* **Record set**:

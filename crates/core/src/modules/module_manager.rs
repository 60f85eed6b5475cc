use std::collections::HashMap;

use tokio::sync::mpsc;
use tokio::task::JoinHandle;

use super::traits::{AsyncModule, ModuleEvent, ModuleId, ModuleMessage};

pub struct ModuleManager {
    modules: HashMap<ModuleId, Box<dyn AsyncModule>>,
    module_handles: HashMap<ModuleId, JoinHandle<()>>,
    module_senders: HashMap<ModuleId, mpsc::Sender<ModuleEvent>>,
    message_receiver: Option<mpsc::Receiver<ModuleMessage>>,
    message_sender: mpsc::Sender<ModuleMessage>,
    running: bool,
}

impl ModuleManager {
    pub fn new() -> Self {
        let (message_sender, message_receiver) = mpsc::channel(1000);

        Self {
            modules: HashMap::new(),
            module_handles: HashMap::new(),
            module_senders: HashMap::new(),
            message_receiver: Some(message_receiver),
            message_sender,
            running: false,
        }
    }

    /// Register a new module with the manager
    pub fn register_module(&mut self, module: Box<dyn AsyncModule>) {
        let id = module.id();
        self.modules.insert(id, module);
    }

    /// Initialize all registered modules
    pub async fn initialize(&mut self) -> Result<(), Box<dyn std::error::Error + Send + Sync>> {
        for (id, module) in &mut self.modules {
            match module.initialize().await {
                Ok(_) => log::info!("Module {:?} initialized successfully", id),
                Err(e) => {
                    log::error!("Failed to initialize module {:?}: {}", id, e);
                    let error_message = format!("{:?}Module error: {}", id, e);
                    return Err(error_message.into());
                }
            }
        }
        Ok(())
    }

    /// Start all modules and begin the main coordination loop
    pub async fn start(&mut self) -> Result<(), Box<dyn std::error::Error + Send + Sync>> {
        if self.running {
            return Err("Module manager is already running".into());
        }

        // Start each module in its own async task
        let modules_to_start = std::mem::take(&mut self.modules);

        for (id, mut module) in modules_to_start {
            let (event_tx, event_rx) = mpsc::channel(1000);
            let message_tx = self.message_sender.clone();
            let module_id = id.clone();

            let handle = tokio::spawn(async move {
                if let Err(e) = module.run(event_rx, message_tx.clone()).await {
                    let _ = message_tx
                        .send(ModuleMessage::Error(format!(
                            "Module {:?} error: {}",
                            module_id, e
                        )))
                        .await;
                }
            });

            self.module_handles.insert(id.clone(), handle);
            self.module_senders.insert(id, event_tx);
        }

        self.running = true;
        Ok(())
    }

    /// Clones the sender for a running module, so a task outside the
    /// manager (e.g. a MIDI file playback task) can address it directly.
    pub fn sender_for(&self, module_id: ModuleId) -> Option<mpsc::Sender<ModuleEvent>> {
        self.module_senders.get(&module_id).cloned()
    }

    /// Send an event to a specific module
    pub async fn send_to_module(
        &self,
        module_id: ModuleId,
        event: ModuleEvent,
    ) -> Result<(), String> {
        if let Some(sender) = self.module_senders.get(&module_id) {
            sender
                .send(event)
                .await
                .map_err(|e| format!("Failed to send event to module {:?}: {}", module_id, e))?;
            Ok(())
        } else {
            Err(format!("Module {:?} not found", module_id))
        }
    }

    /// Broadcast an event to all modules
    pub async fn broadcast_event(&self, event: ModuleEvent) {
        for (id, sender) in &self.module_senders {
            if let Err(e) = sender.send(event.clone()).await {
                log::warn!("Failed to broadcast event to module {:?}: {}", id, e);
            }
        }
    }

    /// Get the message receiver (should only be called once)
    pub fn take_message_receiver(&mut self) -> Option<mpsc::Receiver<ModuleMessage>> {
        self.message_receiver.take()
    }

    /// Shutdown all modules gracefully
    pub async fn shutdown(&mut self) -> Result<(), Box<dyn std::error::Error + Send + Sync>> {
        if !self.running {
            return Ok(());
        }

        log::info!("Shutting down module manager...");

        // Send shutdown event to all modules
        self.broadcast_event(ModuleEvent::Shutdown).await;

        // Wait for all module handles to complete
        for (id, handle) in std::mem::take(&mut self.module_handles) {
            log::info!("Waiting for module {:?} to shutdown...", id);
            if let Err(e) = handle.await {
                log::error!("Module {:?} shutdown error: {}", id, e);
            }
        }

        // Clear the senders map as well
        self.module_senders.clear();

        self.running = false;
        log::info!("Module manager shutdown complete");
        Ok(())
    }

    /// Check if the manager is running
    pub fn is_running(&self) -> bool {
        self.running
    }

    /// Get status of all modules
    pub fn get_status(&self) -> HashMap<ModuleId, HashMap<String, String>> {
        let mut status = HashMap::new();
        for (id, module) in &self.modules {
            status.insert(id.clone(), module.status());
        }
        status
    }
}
---
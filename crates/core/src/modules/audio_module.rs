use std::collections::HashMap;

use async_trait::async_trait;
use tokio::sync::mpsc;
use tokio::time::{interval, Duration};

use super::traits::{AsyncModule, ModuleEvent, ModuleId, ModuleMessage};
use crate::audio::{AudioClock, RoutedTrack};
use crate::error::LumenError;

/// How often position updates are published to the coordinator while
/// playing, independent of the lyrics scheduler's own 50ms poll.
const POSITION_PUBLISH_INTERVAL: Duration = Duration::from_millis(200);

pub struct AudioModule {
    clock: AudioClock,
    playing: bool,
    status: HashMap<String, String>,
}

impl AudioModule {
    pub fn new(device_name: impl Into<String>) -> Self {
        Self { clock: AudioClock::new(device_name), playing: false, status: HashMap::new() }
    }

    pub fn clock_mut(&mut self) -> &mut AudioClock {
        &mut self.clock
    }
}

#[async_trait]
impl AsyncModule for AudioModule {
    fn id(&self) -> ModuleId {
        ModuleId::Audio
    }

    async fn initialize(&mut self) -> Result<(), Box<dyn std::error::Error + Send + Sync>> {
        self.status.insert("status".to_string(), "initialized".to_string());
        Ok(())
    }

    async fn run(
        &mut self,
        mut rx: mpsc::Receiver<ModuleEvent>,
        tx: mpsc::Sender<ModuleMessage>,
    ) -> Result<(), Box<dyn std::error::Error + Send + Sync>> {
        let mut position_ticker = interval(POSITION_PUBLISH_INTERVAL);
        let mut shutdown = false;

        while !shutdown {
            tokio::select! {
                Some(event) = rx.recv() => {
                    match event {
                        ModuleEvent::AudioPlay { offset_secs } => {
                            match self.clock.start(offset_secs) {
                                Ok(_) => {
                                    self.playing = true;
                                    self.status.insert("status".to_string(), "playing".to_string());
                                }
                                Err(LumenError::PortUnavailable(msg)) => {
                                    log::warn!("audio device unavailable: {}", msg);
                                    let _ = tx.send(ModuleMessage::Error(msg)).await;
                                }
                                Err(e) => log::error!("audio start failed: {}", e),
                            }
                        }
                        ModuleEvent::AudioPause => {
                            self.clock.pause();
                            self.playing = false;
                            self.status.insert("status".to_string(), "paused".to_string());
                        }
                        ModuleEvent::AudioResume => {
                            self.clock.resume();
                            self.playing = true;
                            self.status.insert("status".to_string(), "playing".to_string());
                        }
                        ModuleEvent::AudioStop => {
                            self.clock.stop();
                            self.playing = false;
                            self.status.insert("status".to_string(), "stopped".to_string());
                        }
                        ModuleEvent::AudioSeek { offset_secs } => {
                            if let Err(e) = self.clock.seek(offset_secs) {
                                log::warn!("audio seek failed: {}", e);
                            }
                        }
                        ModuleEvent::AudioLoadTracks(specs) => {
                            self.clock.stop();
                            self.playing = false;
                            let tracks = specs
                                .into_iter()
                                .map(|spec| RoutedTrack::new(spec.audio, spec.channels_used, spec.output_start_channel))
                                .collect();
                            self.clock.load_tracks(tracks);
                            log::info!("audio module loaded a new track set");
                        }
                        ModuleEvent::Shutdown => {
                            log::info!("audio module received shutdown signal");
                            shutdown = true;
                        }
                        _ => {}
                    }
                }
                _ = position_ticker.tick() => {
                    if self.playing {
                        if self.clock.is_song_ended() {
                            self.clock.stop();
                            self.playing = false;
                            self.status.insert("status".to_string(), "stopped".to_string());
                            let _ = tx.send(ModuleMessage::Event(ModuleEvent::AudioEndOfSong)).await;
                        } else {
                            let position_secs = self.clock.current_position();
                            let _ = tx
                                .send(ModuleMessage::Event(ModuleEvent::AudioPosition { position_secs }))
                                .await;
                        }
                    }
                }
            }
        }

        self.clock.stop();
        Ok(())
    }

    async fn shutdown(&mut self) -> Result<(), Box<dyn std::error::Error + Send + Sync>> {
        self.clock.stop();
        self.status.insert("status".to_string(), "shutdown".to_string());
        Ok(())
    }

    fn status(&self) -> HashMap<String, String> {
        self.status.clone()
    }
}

* **Goal of the exercise**:
Could you find every line in the records above that has the string "insert" and copy it?

* **Result of this task**:
        self.modules.insert(id, module);
            self.module_handles.insert(id.clone(), handle);
            self.module_senders.insert(id, event_tx);
            status.insert(id.clone(), module.status());
        self.status.insert("status".to_string(), "initialized".to_string());
                                    self.status.insert("status".to_string(), "playing".to_string());
                            self.status.insert("status".to_string(), "paused".to_string());
                            self.status.insert("status".to_string(), "playing".to_string());
                            self.status.insert("status".to_string(), "stopped".to_string());
                            self.status.insert("status".to_string(), "stopped".to_string());
        self.status.insert("status".to_string(), "shutdown".to_string());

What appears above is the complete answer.